In the records below, find the line with "async fn close(&self);" and the line with "registry keeps one"; return exactly those lines and every line between them.

::: Record set :::

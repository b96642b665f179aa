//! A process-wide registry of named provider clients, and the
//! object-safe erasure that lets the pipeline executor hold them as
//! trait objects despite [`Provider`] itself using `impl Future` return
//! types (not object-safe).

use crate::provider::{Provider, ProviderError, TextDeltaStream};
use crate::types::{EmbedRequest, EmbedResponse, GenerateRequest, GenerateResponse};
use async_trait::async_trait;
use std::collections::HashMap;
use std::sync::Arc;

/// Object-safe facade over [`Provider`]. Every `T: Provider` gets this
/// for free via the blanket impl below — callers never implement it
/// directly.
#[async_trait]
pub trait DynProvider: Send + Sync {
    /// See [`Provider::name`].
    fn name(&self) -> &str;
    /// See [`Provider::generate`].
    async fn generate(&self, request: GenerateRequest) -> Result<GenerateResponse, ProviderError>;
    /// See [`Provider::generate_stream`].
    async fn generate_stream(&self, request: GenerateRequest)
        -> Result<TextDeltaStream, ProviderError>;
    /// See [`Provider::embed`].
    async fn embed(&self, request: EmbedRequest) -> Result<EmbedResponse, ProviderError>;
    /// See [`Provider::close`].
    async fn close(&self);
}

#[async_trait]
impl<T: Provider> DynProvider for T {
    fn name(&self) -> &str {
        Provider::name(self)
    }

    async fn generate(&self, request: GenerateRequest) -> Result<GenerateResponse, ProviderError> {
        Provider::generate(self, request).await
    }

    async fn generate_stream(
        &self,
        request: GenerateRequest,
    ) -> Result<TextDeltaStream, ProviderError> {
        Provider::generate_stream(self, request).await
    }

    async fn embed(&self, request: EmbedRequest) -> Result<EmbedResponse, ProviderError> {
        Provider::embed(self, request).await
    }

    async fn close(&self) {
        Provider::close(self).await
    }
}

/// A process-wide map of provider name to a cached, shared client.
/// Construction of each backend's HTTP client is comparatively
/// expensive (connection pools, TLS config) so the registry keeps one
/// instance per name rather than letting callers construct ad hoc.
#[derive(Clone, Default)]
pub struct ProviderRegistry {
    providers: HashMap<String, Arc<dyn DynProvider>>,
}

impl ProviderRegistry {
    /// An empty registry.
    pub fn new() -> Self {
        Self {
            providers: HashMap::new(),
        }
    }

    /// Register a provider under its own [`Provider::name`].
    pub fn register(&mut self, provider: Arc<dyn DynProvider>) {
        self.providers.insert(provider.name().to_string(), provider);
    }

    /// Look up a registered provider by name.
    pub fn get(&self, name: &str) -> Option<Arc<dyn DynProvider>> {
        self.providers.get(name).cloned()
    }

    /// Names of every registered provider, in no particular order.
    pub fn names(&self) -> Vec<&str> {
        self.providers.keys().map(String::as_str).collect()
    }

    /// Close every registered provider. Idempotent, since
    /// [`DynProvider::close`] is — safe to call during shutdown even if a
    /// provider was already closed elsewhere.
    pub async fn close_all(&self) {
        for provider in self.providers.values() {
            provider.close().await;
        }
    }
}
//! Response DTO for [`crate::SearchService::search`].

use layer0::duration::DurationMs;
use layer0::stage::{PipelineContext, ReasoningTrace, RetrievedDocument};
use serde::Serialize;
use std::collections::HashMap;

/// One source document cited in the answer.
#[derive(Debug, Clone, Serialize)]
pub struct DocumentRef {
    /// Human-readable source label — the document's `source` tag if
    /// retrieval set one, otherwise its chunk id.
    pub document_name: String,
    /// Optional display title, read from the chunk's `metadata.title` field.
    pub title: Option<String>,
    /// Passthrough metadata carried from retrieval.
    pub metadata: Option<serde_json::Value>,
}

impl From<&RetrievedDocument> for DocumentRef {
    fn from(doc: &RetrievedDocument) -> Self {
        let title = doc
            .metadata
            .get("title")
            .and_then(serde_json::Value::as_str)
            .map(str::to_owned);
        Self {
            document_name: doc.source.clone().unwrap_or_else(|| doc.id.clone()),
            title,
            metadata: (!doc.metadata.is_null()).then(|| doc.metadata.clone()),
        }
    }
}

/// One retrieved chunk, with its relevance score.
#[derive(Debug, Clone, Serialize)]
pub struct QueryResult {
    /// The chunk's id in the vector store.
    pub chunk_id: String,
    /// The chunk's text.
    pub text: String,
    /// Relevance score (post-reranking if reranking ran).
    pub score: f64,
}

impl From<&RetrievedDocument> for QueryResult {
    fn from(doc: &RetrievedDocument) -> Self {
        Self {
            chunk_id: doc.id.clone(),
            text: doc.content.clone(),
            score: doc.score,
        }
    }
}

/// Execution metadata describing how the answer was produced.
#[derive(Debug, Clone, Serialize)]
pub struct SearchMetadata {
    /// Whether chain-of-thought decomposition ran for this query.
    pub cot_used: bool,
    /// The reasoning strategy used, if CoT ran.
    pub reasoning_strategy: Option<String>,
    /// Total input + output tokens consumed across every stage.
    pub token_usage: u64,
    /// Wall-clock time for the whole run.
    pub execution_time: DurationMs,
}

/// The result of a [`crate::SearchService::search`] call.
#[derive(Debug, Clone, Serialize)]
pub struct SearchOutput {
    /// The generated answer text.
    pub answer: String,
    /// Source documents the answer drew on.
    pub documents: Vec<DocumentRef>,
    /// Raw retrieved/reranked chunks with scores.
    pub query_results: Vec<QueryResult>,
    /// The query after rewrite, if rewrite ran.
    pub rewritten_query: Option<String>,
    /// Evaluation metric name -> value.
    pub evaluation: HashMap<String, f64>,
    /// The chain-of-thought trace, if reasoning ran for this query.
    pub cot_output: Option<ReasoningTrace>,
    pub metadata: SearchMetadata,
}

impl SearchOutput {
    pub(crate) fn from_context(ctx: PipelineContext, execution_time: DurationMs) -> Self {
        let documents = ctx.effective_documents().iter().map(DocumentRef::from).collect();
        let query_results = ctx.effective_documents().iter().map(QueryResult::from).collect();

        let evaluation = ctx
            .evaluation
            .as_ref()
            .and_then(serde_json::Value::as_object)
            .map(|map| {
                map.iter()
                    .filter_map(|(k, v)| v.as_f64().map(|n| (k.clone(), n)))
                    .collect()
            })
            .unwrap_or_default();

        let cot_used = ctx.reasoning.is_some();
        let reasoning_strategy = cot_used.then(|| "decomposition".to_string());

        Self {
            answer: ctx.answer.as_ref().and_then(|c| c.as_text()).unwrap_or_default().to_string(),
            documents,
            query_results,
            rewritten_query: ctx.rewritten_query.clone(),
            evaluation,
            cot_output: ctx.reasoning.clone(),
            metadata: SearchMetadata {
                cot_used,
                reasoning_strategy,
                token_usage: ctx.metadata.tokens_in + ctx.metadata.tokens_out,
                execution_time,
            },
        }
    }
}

:::

# Task solution
    async fn close(&self);
}

#[async_trait]
impl<T: Provider> DynProvider for T {
    fn name(&self) -> &str {
        Provider::name(self)
    }

    async fn generate(&self, request: GenerateRequest) -> Result<GenerateResponse, ProviderError> {
        Provider::generate(self, request).await
    }

    async fn generate_stream(
        &self,
        request: GenerateRequest,
    ) -> Result<TextDeltaStream, ProviderError> {
        Provider::generate_stream(self, request).await
    }

    async fn embed(&self, request: EmbedRequest) -> Result<EmbedResponse, ProviderError> {
        Provider::embed(self, request).await
    }

    async fn close(&self) {
        Provider::close(self).await
    }
}

/// A process-wide map of provider name to a cached, shared client.
/// Construction of each backend's HTTP client is comparatively
/// expensive (connection pools, TLS config) so the registry keeps one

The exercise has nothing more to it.